Although I had been nervous about the American Public Health Association trip to El Salvador because of my concern about personal safety, the experience of Argentina albeit from a distance compelled me to join the delegation. There, in El Salvador, I saw political prisoners confined under brutal conditions after torture. I met courageous physicians who cared for the wounded and the sick despite the risk in caring for patients who were on the “wrong” side.

The need to be an activist became critical when spokesmen for the State Department denied, flat out, what we had seen with our own eyes. The dreadful and dismaying history of the U.S. Army training Latin American military officers in counter-insurgency operations was not officially acknowledged until 15 years later.

When Jonathan Fine, a long time medical activist, invited Jane Schaller, Bob Lawrence, Jack Geiger, John Constable and me to join him in founding Physicians for Human Rights in 1986, I did not hesitate. PHR soon received an urgent request for a delegation to visit Chile because the officers of the Chilean Medical Association had been jailed after the CMA demonstrated to defended the right of Chilean workers to protest inhumane conditions. Bob Lawrence of Cambridge Hospital and I flew to Santiago where we visited the imprisoned doctors (after some difficulty). We went to see a young Chilean student hospitalized with severe burns after military police doused her and her partner with gasoline and set them on fire. He died; she survived, but barely so. John Constable, an MGH plastic surgeon, evaluated her status to determine whether appropriate burn treatment was available in Santiago. Her parents arranged for her evacuation to a hospital in Canada, where, I am happy to report, her rehabilitation was successful.

Our visit led to a crowded press conference in Santiago, where we demanded that the imprisoned Chilean physicians be freed and that the right to free speech be respected. Did we have any effect? The prisoners took comfort from our visit and the political opposition to Pinochet responded enthusiastically to support from abroad. The imprisoned physicians were freed some weeks after our visit, whether coincidentally or because of what we did, there is no way to know.

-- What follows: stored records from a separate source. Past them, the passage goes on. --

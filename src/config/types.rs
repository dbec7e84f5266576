// Copyright 2025 Lablup Inc. and Jeongkyu Shin
//
// Licensed under the Apache License, Version 2.0 (the "License");
// you may not use this file except in compliance with the License.
// You may obtain a copy of the License at
//
//     http://www.apache.org/licenses/LICENSE-2.0
//
// Unless required by applicable law or agreed to in writing, software
// distributed under the License is distributed on an "AS IS" BASIS,
// WITHOUT WARRANTIES OR CONDITIONS OF ANY KIND, either express or implied.
// See the License for the specific language governing permissions and
// limitations under the License.

//! Configuration type definitions.

use anyhow::{bail, Result};
use serde::{Deserialize, Serialize};
use std::path::PathBuf;
use std::time::Duration;

use super::loader::DEFAULT_POLL_INTERVAL_MS;
use super::utils::{expand_tilde, get_current_username};
use crate::monitor::DEFAULT_MAX_LINE_BYTES;
use crate::ssh::{SessionIdentity, StrictHostKeyChecking, DEFAULT_SSH_PORT};

/// Connection profile, read from YAML and overridden by command-line flags.
///
/// Every field is optional so that a profile and its overrides can be
/// layered with [`Profile::merge`].
#[derive(Serialize, Deserialize, Default, Clone, PartialEq, Eq)]
#[serde(default, deny_unknown_fields)]
pub struct Profile {
    pub host: Option<String>,
    pub port: Option<u16>,
    pub user: Option<String>,
    pub password: Option<String>,
    /// Takes precedence over `password` when both are set.
    pub private_key: Option<PathBuf>,
    pub passphrase: Option<String>,
    pub known_hosts: Option<PathBuf>,
    /// `yes` or `no`; anything else means `yes`.
    pub strict_host_key_checking: Option<String>,
    /// Connect and authentication timeout; `0` waits indefinitely.
    pub timeout_ms: Option<u64>,
    pub max_line_bytes: Option<usize>,
    pub poll_interval_ms: Option<u64>,
}

impl Profile {
    /// Layer `overrides` on top of this profile: every field set in
    /// `overrides` wins.
    pub fn merge(self, overrides: Profile) -> Profile {
        Profile {
            host: overrides.host.or(self.host),
            port: overrides.port.or(self.port),
            user: overrides.user.or(self.user),
            password: overrides.password.or(self.password),
            private_key: overrides.private_key.or(self.private_key),
            passphrase: overrides.passphrase.or(self.passphrase),
            known_hosts: overrides.known_hosts.or(self.known_hosts),
            strict_host_key_checking: overrides
                .strict_host_key_checking
                .or(self.strict_host_key_checking),
            timeout_ms: overrides.timeout_ms.or(self.timeout_ms),
            max_line_bytes: overrides.max_line_bytes.or(self.max_line_bytes),
            poll_interval_ms: overrides.poll_interval_ms.or(self.poll_interval_ms),
        }
    }

    pub fn max_line_bytes(&self) -> usize {
        self.max_line_bytes.unwrap_or(DEFAULT_MAX_LINE_BYTES)
    }

    pub fn poll_interval(&self) -> Duration {
        Duration::from_millis(
            self.poll_interval_ms
                .unwrap_or(DEFAULT_POLL_INTERVAL_MS)
                .max(1),
        )
    }

    pub fn host_key_checking(&self) -> StrictHostKeyChecking {
        self.strict_host_key_checking
            .as_deref()
            .and_then(|mode| mode.parse().ok())
            .unwrap_or_default()
    }

    /// Build the session identity, naming the first missing field.
    ///
    /// The user falls back to the local login name.
    pub fn into_identity(self) -> Result<SessionIdentity> {
        let Some(host) = self.host.clone().filter(|h| !h.is_empty()) else {
            bail!("No host configured. Pass --host or set 'host' in the profile.");
        };
        let Some(user) = self.user.clone().or_else(get_current_username) else {
            bail!("No user configured. Pass --user or set 'user' in the profile.");
        };
        let port = self.port.unwrap_or(DEFAULT_SSH_PORT);

        let mut identity = match (&self.private_key, &self.password) {
            (Some(key), _) => SessionIdentity::with_private_key(
                &user,
                expand_tilde(key),
                self.passphrase.as_deref(),
                &host,
                port,
            ),
            (None, Some(password)) => SessionIdentity::with_password(&user, password, &host, port),
            (None, None) => bail!(
                "No credential configured. Pass --identity or --password, or set 'private_key' or 'password' in the profile."
            ),
        };

        identity.set_known_hosts(self.known_hosts.as_deref().map(expand_tilde));
        identity.set_host_key_checking(self.host_key_checking());
        identity.set_timeout_ms(self.timeout_ms.unwrap_or(0));
        Ok(identity)
    }
}

impl std::fmt::Debug for Profile {
    fn fmt(&self, f: &mut std::fmt::Formatter<'_>) -> std::fmt::Result {
        let redact = |secret: &Option<String>| secret.as_ref().map(|_| "<redacted>");
        f.debug_struct("Profile")
            .field("host", &self.host)
            .field("port", &self.port)
            .field("user", &self.user)
            .field("password", &redact(&self.password))
            .field("private_key", &self.private_key)
            .field("passphrase", &redact(&self.passphrase))
            .field("known_hosts", &self.known_hosts)
            .field("strict_host_key_checking", &self.strict_host_key_checking)
            .field("timeout_ms", &self.timeout_ms)
            .field("max_line_bytes", &self.max_line_bytes)
            .field("poll_interval_ms", &self.poll_interval_ms)
            .finish()
    }
}
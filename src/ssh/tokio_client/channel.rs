// Copyright 2025 Lablup Inc. and Jeongkyu Shin
//
// Licensed under the Apache License, Version 2.0 (the "License");
// you may not use this file except in compliance with the License.
// You may obtain a copy of the License at
//
//     http://www.apache.org/licenses/LICENSE-2.0
//
// Unless required by applicable law or agreed to in writing, software
// distributed under the License is distributed on an "AS IS" BASIS,
// WITHOUT WARRANTIES OR CONDITIONS OF ANY KIND, either express or implied.
// See the License for the specific language governing permissions and
// limitations under the License.

//! SSH channel operations for exec and shell channels.

use async_trait::async_trait;
use russh::client::Msg;
use russh::{Channel, ChannelMsg};
use std::collections::VecDeque;

use crate::ssh::error::{StreamError, TransportError};
use crate::ssh::transport::{ChannelEvent, ChannelKind, RemoteChannel};

/// A russh session channel that has been asked to run a command or a shell.
pub struct SshChannel {
    inner: Channel<Msg>,
    /// Events that arrived while waiting for the request reply.
    early: VecDeque<ChannelEvent>,
}

impl SshChannel {
    /// Issue the request for `kind` and wait for the server to accept it.
    pub(super) async fn start(
        channel: Channel<Msg>,
        kind: &ChannelKind,
    ) -> Result<Self, TransportError> {
        let mut channel = Self {
            inner: channel,
            early: VecDeque::new(),
        };

        match kind {
            ChannelKind::Exec(command) => channel.inner.exec(true, command.as_str()).await?,
            ChannelKind::Shell => channel.inner.request_shell(true).await?,
        }
        channel.await_reply(kind).await?;

        tracing::debug!("Opened {} channel {:?}", kind, channel.inner.id());
        Ok(channel)
    }

    async fn await_reply(&mut self, kind: &ChannelKind) -> Result<(), TransportError> {
        loop {
            match self.inner.wait().await {
                Some(ChannelMsg::Success) => return Ok(()),
                Some(ChannelMsg::Failure) => {
                    return Err(TransportError::ChannelOpen {
                        kind: kind.name(),
                        reason: "request rejected by server".to_string(),
                    })
                }
                Some(msg) => {
                    if let Some(event) = translate(msg) {
                        self.early.push_back(event);
                    }
                }
                None => {
                    return Err(TransportError::ChannelOpen {
                        kind: kind.name(),
                        reason: "channel closed before the request was answered".to_string(),
                    })
                }
            }
        }
    }
}

fn translate(msg: ChannelMsg) -> Option<ChannelEvent> {
    match msg {
        ChannelMsg::Data { data } => Some(ChannelEvent::Data(data.to_vec())),
        ChannelMsg::ExtendedData { data, ext } => Some(ChannelEvent::ExtendedData {
            ext,
            data: data.to_vec(),
        }),
        ChannelMsg::ExitStatus { exit_status } => Some(ChannelEvent::ExitStatus(exit_status)),
        ChannelMsg::Eof => Some(ChannelEvent::Eof),
        ChannelMsg::Close => Some(ChannelEvent::Close),
        _ => None,
    }
}

#[async_trait]
impl RemoteChannel for SshChannel {
    async fn send(&mut self, data: &[u8]) -> Result<(), StreamError> {
        self.inner.data(data).await.map_err(StreamError::Protocol)
    }

    async fn send_eof(&mut self) -> Result<(), StreamError> {
        self.inner.eof().await.map_err(StreamError::Protocol)
    }

    async fn recv(&mut self) -> Result<Option<ChannelEvent>, StreamError> {
        if let Some(event) = self.early.pop_front() {
            return Ok(Some(event));
        }
        // Window adjustments and request replies carry nothing for the caller.
        while let Some(msg) = self.inner.wait().await {
            if let Some(event) = translate(msg) {
                return Ok(Some(event));
            }
        }
        Ok(None)
    }

    async fn close(&mut self) -> Result<(), StreamError> {
        self.inner.close().await.map_err(StreamError::Protocol)
    }
}
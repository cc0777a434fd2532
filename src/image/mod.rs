//! Pixel buffers and views.
//!
//! `PixelView` is a borrowed 2D view into a 1D byte buffer with interleaved
//! channels and an explicit stride. The stride counts bytes between the starts
//! of consecutive rows, so a stride larger than `width * channels` represents
//! padded rows. ROI slices are zero-copy views into the same backing slice and
//! retain the original stride.

use crate::util::{TraceMatchError, TraceMatchResult};

mod canonical;
pub mod integral;
#[cfg(feature = "image-io")]
pub mod io;

pub use canonical::{CanonicalBuffer, CanonicalImage, CanonicalView, CANONICAL_CHANNELS};

/// Borrowed interleaved pixel view with an explicit row stride.
#[derive(Copy, Clone, Debug)]
pub struct PixelView<'a> {
    data: &'a [u8],
    width: usize,
    height: usize,
    channels: usize,
    stride: usize,
}

impl<'a> PixelView<'a> {
    /// Creates a tightly packed view with `stride == width * channels`.
    pub fn from_slice(
        data: &'a [u8],
        width: usize,
        height: usize,
        channels: usize,
    ) -> TraceMatchResult<Self> {
        let row_bytes = row_bytes(width, height, channels)?;
        Self::new(data, width, height, channels, row_bytes)
    }

    /// Creates a view with an explicit stride in bytes.
    pub fn new(
        data: &'a [u8],
        width: usize,
        height: usize,
        channels: usize,
        stride: usize,
    ) -> TraceMatchResult<Self> {
        let needed = required_len(width, height, channels, stride)?;
        if data.len() < needed {
            return Err(TraceMatchError::BufferTooSmall {
                needed,
                got: data.len(),
            });
        }
        Ok(Self {
            data,
            width,
            height,
            channels,
            stride,
        })
    }

    /// Returns the image width in pixels.
    pub fn width(&self) -> usize {
        self.width
    }

    /// Returns the image height in pixels.
    pub fn height(&self) -> usize {
        self.height
    }

    /// Returns the number of interleaved channels per pixel.
    pub fn channels(&self) -> usize {
        self.channels
    }

    /// Returns the stride in bytes between row starts.
    pub fn stride(&self) -> usize {
        self.stride
    }

    /// Returns the backing slice including any row padding.
    pub fn as_slice(&self) -> &'a [u8] {
        self.data
    }

    /// Returns channel `c` of the pixel at `(x, y)` if it is within bounds.
    pub fn pixel(&self, x: usize, y: usize, c: usize) -> Option<u8> {
        if x >= self.width || y >= self.height || c >= self.channels {
            return None;
        }
        let idx = y
            .checked_mul(self.stride)?
            .checked_add(x * self.channels + c)?;
        self.data.get(idx).copied()
    }

    /// Returns the interleaved bytes of row `y` (length `width * channels`).
    pub fn row(&self, y: usize) -> Option<&'a [u8]> {
        if y >= self.height {
            return None;
        }
        let start = y.checked_mul(self.stride)?;
        let end = start.checked_add(self.width * self.channels)?;
        self.data.get(start..end)
    }

    /// Returns a zero-copy ROI view into the same backing buffer.
    pub fn roi(
        &self,
        x: usize,
        y: usize,
        width: usize,
        height: usize,
    ) -> TraceMatchResult<PixelView<'a>> {
        if width == 0 || height == 0 {
            return Err(TraceMatchError::InvalidDimensions { width, height });
        }
        let out_of_bounds = TraceMatchError::RegionOutOfBounds {
            x,
            y,
            width,
            height,
            img_width: self.width,
            img_height: self.height,
        };
        let end_x = x.checked_add(width).ok_or_else(|| out_of_bounds.clone())?;
        let end_y = y.checked_add(height).ok_or_else(|| out_of_bounds.clone())?;
        if end_x > self.width || end_y > self.height {
            return Err(out_of_bounds);
        }

        let start = y
            .checked_mul(self.stride)
            .and_then(|v| v.checked_add(x * self.channels))
            .ok_or(TraceMatchError::InvalidDimensions {
                width: self.width,
                height: self.height,
            })?;
        let data = self
            .data
            .get(start..)
            .ok_or(TraceMatchError::BufferTooSmall {
                needed: start.saturating_add(1),
                got: self.data.len(),
            })?;

        PixelView::new(data, width, height, self.channels, self.stride)
    }
}

/// Owned, tightly packed interleaved pixel buffer.
#[derive(Clone, Debug, PartialEq, Eq)]
pub struct PixelBuffer {
    data: Vec<u8>,
    width: usize,
    height: usize,
    channels: usize,
}

impl PixelBuffer {
    /// Wraps a contiguous buffer of exactly `width * height * channels` bytes.
    pub fn new(
        data: Vec<u8>,
        width: usize,
        height: usize,
        channels: usize,
    ) -> TraceMatchResult<Self> {
        let needed = row_bytes(width, height, channels)?
            .checked_mul(height)
            .ok_or(TraceMatchError::InvalidDimensions { width, height })?;
        if data.len() < needed {
            return Err(TraceMatchError::BufferTooSmall {
                needed,
                got: data.len(),
            });
        }
        if data.len() > needed {
            return Err(TraceMatchError::InvalidDimensions { width, height });
        }
        Ok(Self {
            data,
            width,
            height,
            channels,
        })
    }

    /// Returns the image width in pixels.
    pub fn width(&self) -> usize {
        self.width
    }

    /// Returns the image height in pixels.
    pub fn height(&self) -> usize {
        self.height
    }

    /// Returns the number of interleaved channels per pixel.
    pub fn channels(&self) -> usize {
        self.channels
    }

    /// Returns the contiguous pixel data.
    pub fn data(&self) -> &[u8] {
        &self.data
    }

    /// Returns a borrowed view of the buffer.
    pub fn view(&self) -> PixelView<'_> {
        PixelView {
            data: &self.data,
            width: self.width,
            height: self.height,
            channels: self.channels,
            stride: self.width * self.channels,
        }
    }
}

fn row_bytes(width: usize, height: usize, channels: usize) -> TraceMatchResult<usize> {
    if width == 0 || height == 0 {
        return Err(TraceMatchError::InvalidDimensions { width, height });
    }
    if channels == 0 {
        return Err(TraceMatchError::UnsupportedFormat { channels });
    }
    width
        .checked_mul(channels)
        .ok_or(TraceMatchError::InvalidDimensions { width, height })
}

pub(crate) fn required_len(
    width: usize,
    height: usize,
    channels: usize,
    stride: usize,
) -> TraceMatchResult<usize> {
    let row_bytes = row_bytes(width, height, channels)?;
    if stride < row_bytes {
        return Err(TraceMatchError::InvalidStride { row_bytes, stride });
    }
    (height - 1)
        .checked_mul(stride)
        .and_then(|v| v.checked_add(row_bytes))
        .ok_or(TraceMatchError::InvalidDimensions { width, height })
}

In 1988, I went to Paraguay on behalf of PHR to assess the psychiatric condition of an army officer who had taken refuge in the Venezuelan Embassy. He was a recently released prisoner who had been tortured during the dictatorship of General Stroessner, then still in power. The documentation I provided gave grounds for the Papal Legate to intervene with the Paraguayan Government to obtain a permit for the Captain to fly to Spain for asylum.

Since then, PHR has expanded its horizons enormously. The United Nations has called on our forensic pathologists to exhume and identify bodies using DNA testing. PHR delegations have visited Palestinians held in Israeli detention camps, victims of apartheid in South Africa, Kurds mistreated in Turkey and Iraq, women repressed by the Taliban in Afghanistan, refugees from the civil wars in Somalia and Rwanda, Albanian victims of Serbian war crimes in Kosovo. In this country, many of us have volunteered to examine some 300 refugees claiming political asylum because of torture and mistreatment. Our court testimony has been crucial in instances when the U.S. Immigration and Naturalization Service had refused legitimate claims. PHR was awarded a share in the Nobel Peace Prize for its contribution to securing an international ban on land mines (signed by 139 nations and ratified by 105; every NATO nation except Turkey and the United States is among that number).

I am proud to be an officer and a member of an organization that takes its mission from the Universal Declaration of Human Rights; to defend “the inherent dignity and inalienable right of all members of the human family to freedom, justice, and peace in the world to life, liberty, and security of person.”

Fall 2000

 

Dr. Carola Eisenberg, MD, a Lecturer in Social Medicine at Harvard Medical School, was formerly Dean of Student Affairs, first at the Massachusetts Institute of Technology, then at the Harvard Medical School. She is a founding member of Physicians for Human Rights.